On March 29, 2022, the General Office of the Central Committee of the Communist Party of China (CCCPC) and the General Office of the State Council released a document titled Opinions on Promoting the Construction of a Social Credit System with High-Quality Development and Promoting the Formation of a New Development Pattern (the opinions”).
China’s social credit system (SCS), first proposed in 2014, is a national credit rating system and blacklist system that rewards and punishes individual, corporate, and government behavior. The SCS is broadly split into three categories targeting different pillars of society: one for citizens, one for businesses and other organizations, and one for government officials.
For businesses, the system focuses on ensuring that they follow laws and regulations and pay taxes in an appropriate and timely manner, though product and service quality are also be measured. The goal, according to the government, is to create a fair, transparent, and predictable business environment.
Whereas previous policy documents on the SCS have focused on clarifying the scope of responsibilities of businesses and explaining punishments for bad behavior and non-compliance, this latest document seeks to use the SCS as a tool to boost consumption and economic activity. A higher trust society, the thinking goes, will make consumers, investors, and businesses feel more confident and secure in spending their money. Furthermore, the new opinions serve to clarify the function of the SCS as a force for positive change and growth in specific areas of the economy and society, rather than simply as a means of keeping record of individuals’ and companies’ actions.

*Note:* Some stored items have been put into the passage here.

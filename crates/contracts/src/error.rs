//! Layered error definitions
//!
//! Categorized by source: handle / frame / definition / config / sink

use thiserror::Error;

/// Unified error type
#[derive(Debug, Error)]
pub enum CaptureError {
    // ===== Handle Errors =====
    /// Handle is nil, disposed, or was issued by a session that has ended
    #[error("invalid {kind} handle '{id}': not present in the current simulation")]
    InvalidHandle { kind: &'static str, id: String },

    /// Sensor exists but is disabled
    #[error("sensor '{sensor}' is disabled")]
    SensorDisabled { sensor: String },

    // ===== Frame Errors =====
    /// Report made outside the frame the sensor was scheduled to capture
    #[error("stale operation on '{target}': {message}")]
    StaleOperation { target: String, message: String },

    /// A capture was already reported for this sensor in this frame
    #[error("capture already reported for sensor '{sensor}' at step {step}")]
    DuplicateCapture { sensor: String, step: u64 },

    /// Async slot already received its value
    #[error("async {kind} '{id}' has already been resolved")]
    AlreadyResolved { kind: &'static str, id: String },

    /// Frame index did not advance
    #[error("frame {frame} does not advance past frame {previous}")]
    NonMonotonicFrame { frame: u64, previous: u64 },

    // ===== Definition Errors =====
    /// Definition id re-registered with different content
    #[error("definition '{id}' is already registered with different content")]
    DuplicateDefinitionConflict { id: String },

    /// Definition id not registered in the current simulation
    #[error("definition '{id}' is not registered in the current simulation")]
    UnknownDefinition { id: String },

    /// Sensor definition rejected at registration
    #[error("invalid sensor definition at '{field}': {message}")]
    InvalidSensorDefinition { field: String, message: String },

    // ===== Configuration Errors =====
    /// Configuration parse error
    #[error("config parse error: {message}")]
    ConfigParse {
        message: String,
        #[source]
        source: Option<Box<dyn std::error::Error + Send + Sync>>,
    },

    /// Configuration validation error
    #[error("config validation error at '{field}': {message}")]
    ConfigValidation { field: String, message: String },

    // ===== Sink Errors =====
    /// Sink write error
    #[error("sink '{sink_name}' write error: {message}")]
    SinkWrite { sink_name: String, message: String },

    // ===== General Errors =====
    /// IO error
    #[error("io error: {0}")]
    Io(#[from] std::io::Error),

    /// Other error
    #[error("{0}")]
    Other(String),
}

impl CaptureError {
    /// Create invalid handle error
    pub fn invalid_handle(kind: &'static str, id: impl ToString) -> Self {
        Self::InvalidHandle {
            kind,
            id: id.to_string(),
        }
    }

    /// Create stale operation error
    pub fn stale(target: impl ToString, message: impl Into<String>) -> Self {
        Self::StaleOperation {
            target: target.to_string(),
            message: message.into(),
        }
    }

    /// Create invalid sensor definition error
    pub fn invalid_sensor(field: impl Into<String>, message: impl Into<String>) -> Self {
        Self::InvalidSensorDefinition {
            field: field.into(),
            message: message.into(),
        }
    }

    /// Create configuration parse error
    pub fn config_parse(message: impl Into<String>) -> Self {
        Self::ConfigParse {
            message: message.into(),
            source: None,
        }
    }

    /// Create configuration validation error
    pub fn config_validation(field: impl Into<String>, message: impl Into<String>) -> Self {
        Self::ConfigValidation {
            field: field.into(),
            message: message.into(),
        }
    }

    /// Create sink write error
    pub fn sink_write(sink_name: impl Into<String>, message: impl Into<String>) -> Self {
        Self::SinkWrite {
            sink_name: sink_name.into(),
            message: message.into(),
        }
    }

    /// True for errors that mean the caller referenced something that no longer exists
    pub fn is_invalid_handle(&self) -> bool {
        matches!(self, Self::InvalidHandle { .. })
    }
}
//! Pipeline orchestration module.

mod host;
mod orchestrator;
mod recorder;
mod stats;

pub use host::{HostCounters, SimulatedHost};
pub use orchestrator::{Pipeline, PipelineConfig};
pub use recorder::RecordingConsumer;
pub use stats::PipelineStats;
//! # Scheduler
//!
//! 传感器调度：逐帧决定哪些传感器需要采集。
//!
//! 负责：
//! - 传感器注册与 ID 分配
//! - Scheduled 传感器按 `(k+1) * d` 网格触发
//! - Manual 传感器按请求触发一次
//! - 计算下一帧所需的仿真步长
//!
//! ## 使用示例
//!
//! ```ignore
//! use contracts::{Epoch, FrameSource, SensorDefinition};
//! use scheduler::{SensorRegistry, SimulationClock};
//!
//! let mut registry = SensorRegistry::new(Epoch::FIRST);
//! let camera = registry.register(SensorDefinition::scheduled("camera", "rgb", 0.1))?;
//!
//! let mut clock = SimulationClock::new(1.0 / 60.0);
//! let tick = clock.next_tick(registry.requested_delta_time());
//! registry.begin_frame(tick)?;
//! if registry.should_capture(&camera)? {
//!     // render and report
//! }
//! ```

mod clock;
mod registry;

pub use clock::SimulationClock;
pub use registry::{FrameDecisions, SensorEntry, SensorRegistry, CAPTURE_TIME_EPSILON};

The opinions provide 23 policy measures for improving trust in society across a wide range of fields and industries. They aim to enhance areas such as consumer and investor confidence, foreign trade, guiding the financial industry to provide better support for market entities, improving the overall business environment by reducing by streamlining bureaucratic procedures, and even helping China reach its carbon reduction targets, among other goals.
Building trust for consumers, investors, and other stakeholders
Improving consumer trust
One of the main ways the SCS can help improve consumer confidence and trust is ensuring product and service quality. The main ways the opinions suggest achieving this is by enhancing transparency of markets and supply chain holding companies that violate consumer trust and rights to account.

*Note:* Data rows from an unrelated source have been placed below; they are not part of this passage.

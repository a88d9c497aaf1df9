//! SensorDefinition - registration input of a sensor
//!
//! Also defines the frame tick delivered by the host clock.

use serde::{Deserialize, Serialize};

use crate::CaptureError;

/// How a sensor decides when to capture
#[derive(Debug, Clone, Copy, Default, PartialEq, Eq, Hash, Serialize, Deserialize)]
#[serde(rename_all = "snake_case")]
pub enum CaptureTriggerMode {
    /// Captures fire automatically from a first frame and a fixed period
    #[default]
    Scheduled,
    /// Captures fire only on the frame after an explicit request
    Manual,
}

/// Timing policy and description of a sensor
#[derive(Debug, Clone, PartialEq, Serialize, Deserialize)]
pub struct SensorDefinition {
    /// Kind of the sensor (e.g. "camera", "lidar")
    pub modality: String,

    /// Human readable description (e.g. "front-left rgb camera")
    #[serde(default)]
    pub description: String,

    #[serde(default)]
    pub trigger_mode: CaptureTriggerMode,

    /// Simulation seconds per frame requested by this sensor
    #[serde(default)]
    pub simulation_delta_time: f64,

    /// Frames simulated between two scheduled captures, 0 captures every frame
    #[serde(default)]
    pub frames_between_captures: u32,

    /// Offset, in frames of `simulation_delta_time`, of the first scheduled capture
    #[serde(default)]
    pub first_capture_frame: u32,

    /// Lets a manual sensor request its delta time like a scheduled one
    #[serde(default)]
    pub manual_sensor_affects_timing: bool,
}

impl SensorDefinition {
    /// Scheduled sensor capturing every `simulation_delta_time` seconds
    pub fn scheduled(
        modality: impl Into<String>,
        description: impl Into<String>,
        simulation_delta_time: f64,
    ) -> Self {
        Self {
            modality: modality.into(),
            description: description.into(),
            trigger_mode: CaptureTriggerMode::Scheduled,
            simulation_delta_time,
            frames_between_captures: 0,
            first_capture_frame: 0,
            manual_sensor_affects_timing: false,
        }
    }

    /// Manual sensor, capturing only on request
    pub fn manual(modality: impl Into<String>, description: impl Into<String>) -> Self {
        Self {
            modality: modality.into(),
            description: description.into(),
            trigger_mode: CaptureTriggerMode::Manual,
            simulation_delta_time: 0.0,
            frames_between_captures: 0,
            first_capture_frame: 0,
            manual_sensor_affects_timing: false,
        }
    }

    pub fn with_frames_between_captures(mut self, frames: u32) -> Self {
        self.frames_between_captures = frames;
        self
    }

    pub fn with_first_capture_frame(mut self, frame: u32) -> Self {
        self.first_capture_frame = frame;
        self
    }

    /// Manual sensors only: request `delta_time` from the simulation clock
    pub fn affecting_timing(mut self, delta_time: f64) -> Self {
        self.manual_sensor_affects_timing = true;
        self.simulation_delta_time = delta_time;
        self
    }

    /// Simulation time between two scheduled captures
    pub fn capture_interval(&self) -> f64 {
        (f64::from(self.frames_between_captures) + 1.0) * self.simulation_delta_time
    }

    /// Whether this sensor has an opinion on the simulation frame time
    pub fn affects_timing(&self) -> bool {
        match self.trigger_mode {
            CaptureTriggerMode::Scheduled => true,
            CaptureTriggerMode::Manual => self.manual_sensor_affects_timing,
        }
    }

    /// Reject definitions the scheduler cannot honor
    pub fn validate(&self) -> Result<(), CaptureError> {
        if self.modality.trim().is_empty() {
            return Err(CaptureError::invalid_sensor(
                "modality",
                "modality cannot be empty",
            ));
        }

        let delta = self.simulation_delta_time;
        if self.affects_timing() && !(delta.is_finite() && delta > 0.0) {
            return Err(CaptureError::invalid_sensor(
                "simulation_delta_time",
                format!("must be a finite value > 0 for a timing sensor, got {delta}"),
            ));
        }

        Ok(())
    }
}

/// One tick of the host clock
#[derive(Debug, Clone, Copy, Default, PartialEq, Serialize, Deserialize)]
pub struct FrameTick {
    /// Frame index since process start
    pub frame: u64,

    /// Elapsed simulation time (seconds)
    pub elapsed: f64,
}

impl FrameTick {
    pub fn new(frame: u64, elapsed: f64) -> Self {
        Self { frame, elapsed }
    }
}

/// Clock / frame source owned by the host.
///
/// `requested_delta` is the frame time the capture scheduler asks for; sources
/// that cannot honor it are free to ignore it.
pub trait FrameSource {
    fn next_tick(&mut self, requested_delta: Option<f64>) -> FrameTick;
}

#[cfg(test)]
mod tests {
    use super::*;

    #[test]
    fn capture_interval_counts_skipped_frames() {
        let def = SensorDefinition::scheduled("camera", "rgb", 0.1).with_frames_between_captures(2);
        assert!((def.capture_interval() - 0.3).abs() < 1e-12);
    }

    #[test]
    fn scheduled_sensor_requires_positive_delta() {
        let def = SensorDefinition::scheduled("camera", "rgb", 0.0);
        assert!(matches!(
            def.validate(),
            Err(CaptureError::InvalidSensorDefinition { .. })
        ));
        assert!(SensorDefinition::scheduled("camera", "rgb", f64::NAN)
            .validate()
            .is_err());
    }

    #[test]
    fn manual_sensor_delta_is_advisory() {
        assert!(SensorDefinition::manual("camera", "on demand").validate().is_ok());
        assert!(!SensorDefinition::manual("camera", "").affects_timing());

        let timed = SensorDefinition::manual("camera", "").affecting_timing(0.05);
        assert!(timed.affects_timing());
        assert!(timed.validate().is_ok());
    }

    #[test]
    fn trigger_mode_from_config() {
        let def: SensorDefinition = serde_json::from_str(
            r#"{ "modality": "lidar", "trigger_mode": "manual" }"#,
        )
        .unwrap();
        assert_eq!(def.trigger_mode, CaptureTriggerMode::Manual);
        assert_eq!(def.frames_between_captures, 0);
    }
}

To this end, the opinions offer a few different mechanisms to ensure consumer trust:
Building a product traceability system for online and offline consumption.
Exploring the implementation of the SCS in areas such as healthcare, elderly care, family affairs, tourism, and shopping.
Combating the production and sale of counterfeit goods, illegal advertisement, and the spread of false information and strengthening the supervision of prepayments.
Punishing illegal acts that infringe on consumers’ rights and interests and imposing market bans on entities that have repeated violations despite receiving multiple punishments and fines.
Ensuring labor rights and social security duties
The SCS will also be used as a means of ensuring companies fulfill their obligations to the state and to their employees, by meting out punishments and keeping track of companies that renege on their tax obligations or violate the rights of their employees. Among other things, the opinions propose:
Implementing a credit commitment system for tax declarations to enhance taxpayers’ awareness of creditworthiness.
Cracking down on fraud in minimum living security funds, social insurance benefits, and affordable housing in accordance with the law.